In 2006 when this thread started, Apple had (perhaps) 2.5% market share. Microsoft's Steve Ballmer used to laugh about how they served their 2-3% market share well, and MS served the other 97%. But that is no longer true. As of February 2011, based on information gleaned from websites that are able to determine the OS of the connecting machine, OS X now has a market share of almost 8%. And since almost all of those machines are used professionally (or by college students, another of your target audiences), the actual penetration into your markets or interest is higher, possibly as high as 15%. This is not a surprise based on the utter market failure of Vista and the concomitant success of Apple's other products such as ipod, iphone, ipad, all of which require OS X to do any software development. At present there are some 300,000 apps for sale in Apple's app store. That's a lot of professional developers and a lot of Macs. All of a sudden it is not such a trivial market anymore.

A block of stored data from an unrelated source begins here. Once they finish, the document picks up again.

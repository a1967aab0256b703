//! Application context.
//!
//! [`AppContext`] resolves where the Kconfig tree, the configuration file
//! and the generated header live, from command-line flags, the settings file
//! and the environment, in that order of precedence.

use std::path::{Path, PathBuf};

use anyhow::Context;
use colored::Colorize;
use kconfig::{Kconfig, LoadOptions};

use crate::settings::Settings;

/// Default top-level Kconfig file.
pub const DEFAULT_KCONFIG: &str = "Kconfig";

/// Default minimal configuration written by `savedefconfig`.
pub const DEFAULT_DEFCONFIG: &str = "defconfig";

#[derive(Debug, Clone)]
pub struct AppContext {
    /// Directory the tool runs in. Relative settings paths start here.
    pub workspace: PathBuf,
    pub kconfig: PathBuf,
    pub srctree: Option<PathBuf>,
    /// Configuration file read and written by the tools.
    pub config: PathBuf,
    /// Output path for the C header, if configured.
    pub header_path: Option<PathBuf>,
    pub settings: Settings,
}

impl AppContext {
    pub fn new(
        workspace: PathBuf,
        kconfig: Option<PathBuf>,
        config: Option<PathBuf>,
        settings_path: Option<&Path>,
    ) -> anyhow::Result<Self> {
        let settings = Settings::load(settings_path, &workspace)?;

        let kconfig = kconfig
            .or_else(|| settings.kconfig_path(&workspace))
            .unwrap_or_else(|| PathBuf::from(DEFAULT_KCONFIG));
        let config = config
            .or_else(|| settings.config_path(&workspace))
            .unwrap_or_else(kconfig::standard_config_filename);
        let srctree = settings.srctree_path(&workspace);
        let header_path = settings.header_path(&workspace);

        Ok(Self {
            workspace,
            kconfig,
            srctree,
            config,
            header_path,
            settings,
        })
    }

    /// Parses the Kconfig tree.
    pub fn load_kconfig(&self) -> anyhow::Result<Kconfig> {
        let mut opts = LoadOptions::default();
        if let Some(srctree) = &self.srctree {
            opts.srctree = Some(srctree.clone());
        }
        info!("Parsing {}", self.kconfig.display());
        let kconf = Kconfig::load_with(&self.kconfig, opts)
            .with_context(|| format!("Failed to load Kconfig: {}", self.kconfig.display()))?;

        if self.settings.warn_undef {
            kconf.check_undefined_syms();
        }
        Ok(kconf)
    }

    /// Parses the Kconfig tree and loads the configuration file, or the
    /// defaults when it does not exist.
    pub fn load_kconfig_with_config(&self) -> anyhow::Result<Kconfig> {
        let mut kconf = self.load_kconfig()?;
        let source = if self.config.exists() {
            Some(self.config.clone())
        } else {
            kconf.defconfig_filename()
        };
        let msg = match source {
            Some(path) => kconf
                .load_config(Some(path.as_path()), true)
                .with_context(|| format!("Failed to load configuration: {}", path.display()))?,
            None => format!(
                "Using default symbol values (no '{}')",
                self.config.display()
            ),
        };
        print_status(&msg);
        Ok(kconf)
    }

    /// Header for configuration files, from the settings file.
    pub fn config_header(&self) -> Option<&str> {
        self.settings.header.as_deref()
    }

    /// Header for the C header, from the settings file.
    pub fn autoheader(&self) -> Option<&str> {
        self.settings.autoheader.as_deref()
    }

    /// Writes the configuration file and prints the outcome.
    pub fn save_config(&self, kconf: &Kconfig) -> anyhow::Result<()> {
        let msg = kconf
            .write_config(Some(self.config.as_path()), self.config_header(), true)
            .with_context(|| format!("Failed to write configuration: {}", self.config.display()))?;
        print_status(&msg);
        Ok(())
    }
}

/// Prints a status line from the library, such as "Configuration saved to
/// '.config'".
pub fn print_status(msg: &str) {
    println!("{}", msg.green());
}
//! Wildcard expansion for `source` paths.
//!
//! Supports `*`, `?` and `[...]` (with `!` or `^` negation) within a single
//! path component. Results are sorted.

use std::{cell::Cell, fs, path::Path};

/// Bound on the work spent matching one name. Patterns like `*a*a*a*b`
/// backtrack polynomially in the name length; past this many calls the name
/// counts as not matching.
const MAX_MATCH_CALLS: usize = 100_000;

pub(crate) fn contains_glob(s: &str) -> bool {
    s.contains('*') || s.contains('?') || s.contains('[')
}

/// Expands `pattern`, resolving relative paths against `base`.
///
/// The returned paths keep the shape of the pattern: relative patterns give
/// relative paths. Only existing files are returned.
pub(crate) fn expand(base: Option<&Path>, pattern: &str) -> Vec<String> {
    let resolve = |p: &str| match base {
        Some(b) if Path::new(p).is_relative() => b.join(p),
        _ => Path::new(p).to_path_buf(),
    };

    if !contains_glob(pattern) {
        return if resolve(pattern).is_file() {
            vec![pattern.to_string()]
        } else {
            Vec::new()
        };
    }

    let absolute = pattern.starts_with('/');
    let mut candidates = vec![if absolute { "/".to_string() } else { String::new() }];

    for component in pattern.split('/').filter(|c| !c.is_empty()) {
        let mut next = Vec::new();
        for prefix in &candidates {
            if !contains_glob(component) {
                next.push(format!("{prefix}{component}/"));
                continue;
            }
            let dir = if prefix.is_empty() { "." } else { prefix.as_str() };
            let Ok(entries) = fs::read_dir(resolve(dir)) else {
                continue;
            };
            let mut names: Vec<String> = entries
                .filter_map(|e| e.ok())
                .map(|e| e.file_name().to_string_lossy().into_owned())
                .filter(|name| !name.starts_with('.') || component.starts_with('.'))
                .filter(|name| glob_match(component, name))
                .collect();
            names.sort();
            next.extend(names.into_iter().map(|name| format!("{prefix}{name}/")));
        }
        candidates = next;
    }

    let mut out: Vec<String> = candidates
        .into_iter()
        .map(|c| c.trim_end_matches('/').to_string())
        .filter(|c| resolve(c).is_file())
        .collect();
    out.sort();
    out
}

/// Matches one path component against a pattern.
pub(crate) fn glob_match(pattern: &str, input: &str) -> bool {
    let pat: Vec<char> = pattern.chars().collect();
    let inp: Vec<char> = input.chars().collect();
    match_from(&pat, 0, &inp, 0, &Cell::new(0))
}

fn match_from(pat: &[char], pi: usize, inp: &[char], ii: usize, calls: &Cell<usize>) -> bool {
    let count = calls.get() + 1;
    calls.set(count);
    if count > MAX_MATCH_CALLS {
        return false;
    }
    if pi == pat.len() {
        return ii == inp.len();
    }
    match pat[pi] {
        '*' => {
            let mut next = pi;
            while next < pat.len() && pat[next] == '*' {
                next += 1;
            }
            if next == pat.len() {
                return true;
            }
            (ii..=inp.len()).any(|k| match_from(pat, next, inp, k, calls))
        }
        '?' => ii < inp.len() && match_from(pat, pi + 1, inp, ii + 1, calls),
        '[' => {
            let Some(&c) = inp.get(ii) else {
                return false;
            };
            match match_class(pat, pi, c) {
                Some((matched, end)) => matched && match_from(pat, end, inp, ii + 1, calls),
                // Unterminated class, treat '[' literally
                None => c == '[' && match_from(pat, pi + 1, inp, ii + 1, calls),
            }
        }
        p => ii < inp.len() && inp[ii] == p && match_from(pat, pi + 1, inp, ii + 1, calls),
    }
}

/// Returns whether `c` is in the class starting at `pat[start] == '['` and
/// the index just past the closing `]`.
fn match_class(pat: &[char], start: usize, c: char) -> Option<(bool, usize)> {
    let mut i = start + 1;
    let negate = matches!(pat.get(i), Some('!' | '^'));
    if negate {
        i += 1;
    }
    let mut matched = false;
    let mut first = true;
    while i < pat.len() {
        if pat[i] == ']' && !first {
            return Some((matched != negate, i + 1));
        }
        first = false;
        if i + 2 < pat.len() && pat[i + 1] == '-' && pat[i + 2] != ']' {
            if pat[i] <= c && c <= pat[i + 2] {
                matched = true;
            }
            i += 3;
        } else {
            if pat[i] == c {
                matched = true;
            }
            i += 1;
        }
    }
    None
}

#[cfg(test)]
mod tests {
    use super::*;

    #[test]
    fn test_glob_match() {
        assert!(glob_match("Kconfig*", "Kconfig.debug"));
        assert!(glob_match("K?onfig", "Kconfig"));
        assert!(glob_match("[a-c]x", "bx"));
        assert!(!glob_match("[!a-c]x", "bx"));
        assert!(!glob_match("*.txt", "Kconfig"));
    }

    #[test]
    #[ntest::timeout(5000)]
    fn test_many_stars_give_up() {
        let pattern = "*a".repeat(20) + "*b";
        let name = "a".repeat(60);
        assert!(!glob_match(&pattern, &name));
        assert!(glob_match(&pattern, &(name + "b")));
    }

    #[test]
    fn test_expand_sorted() {
        let dir = tempfile::tempdir().unwrap();
        for sub in ["b", "a", "c"] {
            fs::create_dir(dir.path().join(sub)).unwrap();
        }
        fs::write(dir.path().join("a/Kconfig"), "").unwrap();
        fs::write(dir.path().join("b/Kconfig"), "").unwrap();

        let found = expand(Some(dir.path()), "*/Kconfig");
        assert_eq!(found, vec!["a/Kconfig".to_string(), "b/Kconfig".to_string()]);

        assert_eq!(expand(Some(dir.path()), "a/Kconfig"), vec!["a/Kconfig"]);
        assert!(expand(Some(dir.path()), "missing/Kconfig").is_empty());
    }
}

Someone earlier in this thread noted that many "real" CAD packages are available on Linux. Since OS X is based on the BSD kernel it is trivial to build a single version for both targets. And since both OS X and Linux support Mono (an open source implementation of .NET), porting from Windows is not the task it once was. Large, complex programs like Firefox, Chrome, and Blender have no difficulty supporting Windows, Linux, and OS X from a single source tree and single build. Blender is a particularly relevant example as it is a single program that supports 3D modeling, wire frame, animation, compositing, and rendering. It is capable of running on a single machine or a networked cluster. Even though it is open source and "free", It is stable and sufficiently capable that it is commonly used for commercials, short films, and even effects work in Hollywood productions. Blender happens to be open source, but there is no need for a tool to be open source to sell into the Linux or Mac markets; Adobe has been spectacularly successful selling their "Master Collection" of tools for more than $3000/seat and Photoshop for $700/seat into the Mac market.

I am a Software Developer and former Director at Intel Corporation and I have personally ported, and also overseen the porting, of many programs from Windows to Mac and/or Linux. Of course I can't speak to the difficulty of converting the Alibre code base as I have not seen it. If it is 20 year old Spaghetti that is held together with rubber bands, a port to MAC would be expensive, risky proposition. Not due to the port itself, but due to the need to first unravel the code and its build. But if the code was properly built and maintained, it is not particularly difficult to support all three platforms. You just have to want to do it.

Might be worth another look by the Marketing guys.
 

tmay

Member
I'm looking forward to running Alibre and the rest of my MCAD/CAM stuff on some future mac pro. At this time I'm running Alibre on an older 2.4 Ghz Core 2 Duo Gateway, which I have upgraded with an Intel 160 GB SSD, an AMD FirePRO 5800, and an Apple 27 inch Cinema display. I'm using the current chiclet version of the Apple wired keyboard, a logitech trackman and a 3DConnection Space Pilot.

That said, I'm anxious for the first report of an 11 inch Mac Book Air (the Sandy Bridge ULV model expected within a few months) running Windows 7 via bootcamp in a partition and any of the various MCAD packages out there. It might seem a bit looney, but in my case, my primary customer, a builder of RF Amplifiers, converted to Macs some time ago and while I'm the manufacturer of his housings, I'm also his mechanical design and documentation support. I would have access to a 27 inch cinema display on site to connect to.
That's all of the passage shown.